Books and Ladders
The Library Service Center is the nexus for storing and maintaining invaluable Rice treasures.

Spring 2025
Tracey Rhoades
Despite housing 1,260,790 items, one-third of Fondren Library’s collection, the Library Service Center isn’t your typical library. There isn’t a head librarian, tables or reading carrels, but there are sky-high shelves of “book equivalents,” including videos, maps, rare model airplanes, NASA memorabilia, thousands of boxes of historical information and Fondren’s vinyl record collection.
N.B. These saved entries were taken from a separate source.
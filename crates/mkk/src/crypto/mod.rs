//! Padding and single-block encryption primitives.
//!
//! This module is intentionally free of CLI and configuration concerns.
//! It provides the two low-level steps the deriver composes:
//!
//! ```text
//! block = AES-256[k = pad(key, 32)](pad(label, 16))
//! ```

pub mod cipher;
pub mod pad;

pub use cipher::{Aes256Encryptor, BlockEncryptor, BLOCK_LEN, KEY_LEN};
pub use pad::{pad_array, PadError};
Opened in 2003, the LSC is located just 5.2 miles from Rice’s campus. Its contemporary, utilitarian design doesn’t mimic on-campus buildings but boasts a flat roof and unique shade of green on the exterior. “The color was chosen out of five other colors by the Rice Board of Trustees who wanted a nontraditional Rice look for the building,” says James Springer, the center’s manager. Springer, who didn’t have a library background but did have extensive inventory control experience and forklift certification, possessed important skills to bring the facility online. In fact, in its first few years, the center’s staff processed 2,000 to 3,000 items each day. While the influx has slowed a bit, Springer and his staff pull and process 200 to 300 books a day, transporting items back and forth to Fondren.
“Before we opened, 60,000 books were stored in Rice Stadium,” he says, “something that had been going on since the 1980s.” To better protect and prolong the life of treasured Rice material, the 13,000-square-foot building with 40-foot tilt-up concrete walls (once the largest in Texas) is maintained at 50 degrees Fahrenheit and 30% humidity, extending the life of print materials by 275 years. If power is lost, the insulated walls of the structure can maintain temperatures and humidity for several days — not a bad place to spend a couple hundred years.